Integrative genome-wide analysis reveals EIF3A as a key downstream regulator of translational repressor protein Musashi 2 (MSI2)

Abstract

Musashi 2 (MSI2) is an RNA binding protein (RBP) that regulates asymmetric cell division and cell fate decisions in normal and cancer stem cells. MSI2 appears to repress translation by binding to 3’ untranslated regions (3’UTRs) of mRNA, but the identity of functional targets remains unknown. Here we used iCLIP to identify direct RNA binding partners of MSI2 and integrated these data with polysome profiling to obtain insights into MSI2 function. iCLIP revealed specific MSI2 binding to thousands of target mRNAs largely in 3’UTRs, but translational differences were restricted to a small fraction of these transcripts, indicating that MSI2 regulation is not triggered by simple binding.

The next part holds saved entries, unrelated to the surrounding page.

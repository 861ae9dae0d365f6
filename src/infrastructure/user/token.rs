//! Session-persistence token generation
//!
//! Remember tokens are random, URL-safe strings handed to the client once.
//! Only their SHA-256 digest is stored.

use base64::{engine::general_purpose::URL_SAFE_NO_PAD, Engine};
use rand::RngCore;
use sha2::{Digest, Sha256};

const DIGEST_PREFIX: &str = "sha256$";

/// Fewest random bytes a remember token may carry
pub const MIN_TOKEN_BYTES: usize = 16;

/// A freshly issued token and the digest to persist for it
#[derive(Debug, Clone)]
pub struct IssuedToken {
    /// Plaintext token; returned to the caller and never stored
    pub token: String,
    pub digest: String,
}

/// Generator and verifier for remember tokens
#[derive(Debug, Clone)]
pub struct TokenDigester {
    token_bytes: usize,
}

impl TokenDigester {
    pub fn new() -> Self {
        Self { token_bytes: 32 }
    }

    /// Set the number of random bytes per token, never below `MIN_TOKEN_BYTES`
    pub fn with_token_bytes(mut self, bytes: usize) -> Self {
        self.token_bytes = bytes.max(MIN_TOKEN_BYTES);
        self
    }

    pub fn issue(&self) -> IssuedToken {
        let mut random_bytes = vec![0u8; self.token_bytes];
        rand::thread_rng().fill_bytes(&mut random_bytes);

        let token = URL_SAFE_NO_PAD.encode(&random_bytes);
        let digest = self.digest(&token);

        IssuedToken { token, digest }
    }

    pub fn digest(&self, token: &str) -> String {
        let mut hasher = Sha256::new();
        hasher.update(token.as_bytes());
        format!("{}{}", DIGEST_PREFIX, URL_SAFE_NO_PAD.encode(hasher.finalize()))
    }

    /// Check a presented token against a stored digest
    pub fn verify(&self, token: &str, stored_digest: &str) -> bool {
        if token.is_empty() {
            return false;
        }

        constant_time_compare(&self.digest(token), stored_digest)
    }
}

impl Default for TokenDigester {
    fn default() -> Self {
        Self::new()
    }
}

/// Constant-time string comparison to prevent timing attacks
fn constant_time_compare(a: &str, b: &str) -> bool {
    if a.len() != b.len() {
        return false;
    }

    a.bytes()
        .zip(b.bytes())
        .fold(0u8, |acc, (x, y)| acc | (x ^ y))
        == 0
}

#[cfg(test)]
mod tests {
    use super::*;

    #[test]
    fn test_issue_and_verify() {
        let digester = TokenDigester::new();
        let issued = digester.issue();

        assert!(issued.digest.starts_with("sha256$"));
        assert!(!issued.digest.contains(&issued.token));
        assert!(digester.verify(&issued.token, &issued.digest));
        assert!(!digester.verify("forged", &issued.digest));
    }

    #[test]
    fn test_tokens_are_unique() {
        let digester = TokenDigester::new();

        let first = digester.issue();
        let second = digester.issue();

        assert_ne!(first.token, second.token);
        assert_ne!(first.digest, second.digest);
    }

    #[test]
    fn test_token_length_follows_byte_count() {
        let digester = TokenDigester::new().with_token_bytes(16);
        let issued = digester.issue();

        // 16 bytes -> 22 base64 characters without padding
        assert_eq!(issued.token.len(), 22);
    }

    #[test]
    fn test_token_bytes_are_floored() {
        let digester = TokenDigester::new().with_token_bytes(0);
        let issued = digester.issue();

        assert_eq!(issued.token.len(), 22);
        assert!(!digester.verify("", &issued.digest));
    }

    #[test]
    fn test_empty_token_never_verifies() {
        let digester = TokenDigester::new();
        let empty_digest = digester.digest("");

        assert!(!digester.verify("", &empty_digest));
    }

    #[test]
    fn test_digest_is_deterministic() {
        let digester = TokenDigester::new();
        assert_eq!(digester.digest("abc"), digester.digest("abc"));
    }

    #[test]
    fn test_constant_time_compare() {
        assert!(constant_time_compare("hello", "hello"));
        assert!(!constant_time_compare("hello", "world"));
        assert!(!constant_time_compare("hello", "hell"));
        assert!(!constant_time_compare("", "a"));
    }
}
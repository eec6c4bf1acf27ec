//! Streaming decode: incremental event ingestion and a bounded worker pool.
//!
//! Timestamp chunks arrive as the time tagger drains its buffer; codewords
//! are handed to a fixed pool of workers through a bounded queue, so the
//! producer blocks at codeword boundaries when decoding falls behind.
//! Results are reassembled in codeword-index order regardless of completion
//! order.

use std::sync::atomic::{AtomicBool, Ordering};
use std::sync::Arc;

use crossbeam::channel;

use crate::bcjr::BcjrScratch;
use crate::config::SessionParams;
use crate::demodulator::demodulate;
use crate::diagnostics::{DecodeOutput, DecodeReport};
use crate::errors::{DecoderError, HeliographError, Result};
use crate::frame_sync::synchronize;
use crate::interleaver::channel_deinterleave;
use crate::llr::{build_llrs, estimate_rates, ChannelRates};
use crate::logging::{LinkLogger, LogConfig};
use crate::turbo::{decode_codeword, CodewordResult, DecoderTables};

/// Incremental decoder fed from a live event source.
pub struct StreamingDecoder {
    params: SessionParams,
    tables: Arc<DecoderTables>,
    logger: LinkLogger,
    cancel: Arc<AtomicBool>,
    timestamps: Vec<f64>,
    workers: usize,
    queue_depth: usize,
}

impl StreamingDecoder {
    pub fn new(params: SessionParams) -> Self {
        let tables = Arc::new(DecoderTables::new(&params));
        Self {
            params,
            tables,
            logger: LinkLogger::new(LogConfig::default()),
            cancel: Arc::new(AtomicBool::new(false)),
            timestamps: Vec::new(),
            workers: std::thread::available_parallelism()
                .map(|n| n.get())
                .unwrap_or(1),
            queue_depth: 4,
        }
    }

    pub fn with_workers(mut self, workers: usize) -> Self {
        self.workers = workers.max(1);
        self
    }

    pub fn with_queue_depth(mut self, depth: usize) -> Self {
        self.queue_depth = depth.max(1);
        self
    }

    pub fn cancel_token(&self) -> Arc<AtomicBool> {
        Arc::clone(&self.cancel)
    }

    pub fn logger(&self) -> &LinkLogger {
        &self.logger
    }

    /// Buffer another chunk of photon arrival times.
    pub fn feed(&mut self, timestamps: &[f64]) {
        self.timestamps.extend_from_slice(timestamps);
    }

    /// Number of events buffered so far.
    pub fn buffered_events(&self) -> usize {
        self.timestamps.len()
    }

    /// End of stream: demodulate, synchronize, and decode everything
    /// buffered, draining the worker queue before returning.
    pub fn finish(&mut self, start_time: Option<f64>) -> Result<DecodeOutput> {
        let demod = demodulate(&self.timestamps, start_time, &self.params)?;
        self.logger.info(
            "DEMOD",
            format!(
                "{} frames from {} events, {} dark count(s)",
                demod.num_frames,
                self.timestamps.len(),
                demod.dark_counts
            ),
        );

        let sync = synchronize(&demod.symbols, &self.params, &mut self.logger)?;
        let rates = estimate_rates(
            &demod.symbols,
            &sync.csm_positions,
            demod.dark_counts,
            &self.params,
        );

        let transmit_order: Vec<_> = sync.codewords.iter().flatten().copied().collect();
        let deinterleaved = channel_deinterleave(&transmit_order, &self.params);
        let spc = self.params.symbols_per_codeword;
        if deinterleaved.len() < spc {
            return Err(HeliographError::Decoder(DecoderError::StreamTooShort {
                symbols: deinterleaved.len(),
                symbols_per_codeword: spc,
            }));
        }

        let chunks: Vec<Vec<_>> = deinterleaved.chunks_exact(spc).map(<[_]>::to_vec).collect();
        let results = self.decode_pooled(chunks, rates)?;

        let total = results.len();
        let cancelled = results.iter().any(Option::is_none);
        let mut bits = Vec::new();
        let mut iterations_used = Vec::new();
        let mut uncorrectable = Vec::new();
        let mut completed = 0usize;
        for (index, result) in results.into_iter().enumerate() {
            let Some(result) = result else { break };
            completed += 1;
            iterations_used.push(result.iterations);
            if !result.crc_ok {
                uncorrectable.push(index);
            }
            bits.extend(result.payload);
        }
        if completed > 0 && uncorrectable.len() == completed {
            return Err(HeliographError::Decoder(DecoderError::AllCodewordsFailed {
                codewords: completed,
                iterations: self.params.config.max_turbo_iters,
            }));
        }
        if cancelled {
            self.logger.warn(
                "TURBO",
                format!("cancelled after {completed}/{total} codeword(s)"),
            );
        }

        Ok(DecodeOutput {
            bits,
            report: DecodeReport {
                csm_positions: sync.csm_positions,
                iterations_used,
                uncorrectable_codewords: uncorrectable,
                dark_counts: demod.dark_counts,
                payload_codewords: completed,
                ber_pre: None,
                ber_post: None,
                cancelled,
            },
        })
    }

    /// Push codeword jobs through a bounded queue to the worker pool and
    /// reassemble results by index.
    fn decode_pooled(
        &self,
        chunks: Vec<Vec<crate::ppm::Detected>>,
        rates: ChannelRates,
    ) -> Result<Vec<Option<CodewordResult>>> {
        let total = chunks.len();
        let mut results: Vec<Option<CodewordResult>> = Vec::with_capacity(total);
        results.resize_with(total, || None);

        let (job_tx, job_rx) = channel::bounded::<(usize, Vec<crate::ppm::Detected>)>(
            self.queue_depth,
        );
        let (result_tx, result_rx) = channel::unbounded::<(usize, CodewordResult)>();

        crossbeam::thread::scope(|scope| {
            for _ in 0..self.workers {
                let job_rx = job_rx.clone();
                let result_tx = result_tx.clone();
                let cancel = Arc::clone(&self.cancel);
                let tables = Arc::clone(&self.tables);
                let params = &self.params;
                scope.spawn(move |_| {
                    let mut scratch = BcjrScratch::new();
                    for (index, chunk) in job_rx.iter() {
                        if cancel.load(Ordering::Relaxed) {
                            break;
                        }
                        let llrs = build_llrs(&chunk, rates, params);
                        let result = decode_codeword(llrs.view(), params, &tables, &mut scratch);
                        if result_tx.send((index, result)).is_err() {
                            break;
                        }
                    }
                });
            }
            drop(result_tx);

            // Producer: blocks here when the queue is full.
            for (index, chunk) in chunks.into_iter().enumerate() {
                if self.cancel.load(Ordering::Relaxed) {
                    break;
                }
                if job_tx.send((index, chunk)).is_err() {
                    break;
                }
            }
            drop(job_tx);

            for (index, result) in result_rx.iter() {
                results[index] = Some(result);
            }
        })
        .expect("decode worker panicked");

        // Cancellation may leave holes; keep only the completed prefix so
        // the output stream stays contiguous and ordered.
        if let Some(first_gap) = results.iter().position(Option::is_none) {
            for slot in results.iter_mut().skip(first_gap) {
                *slot = None;
            }
        }
        Ok(results)
    }
}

Instead, the functional targets identified here were bound at higher density and contain more “U/TAG” motifs compared to targets bound non-productively. To further distinguish direct and indirect targets, MSI2 was acutely depleted. Surprisingly, only 50 transcripts were found to undergo translational induction on acute MSI2 loss. Eukaryotic elongation factor 3A (EIF3A) was determined to be an immediate, direct target. We propose that MSI2 down-regulation of EIF3A amplifies these effects on the proteome. Our results also underscore the challenges in defining functional targets of RBP since mere binding does not imply a discernible functional interaction.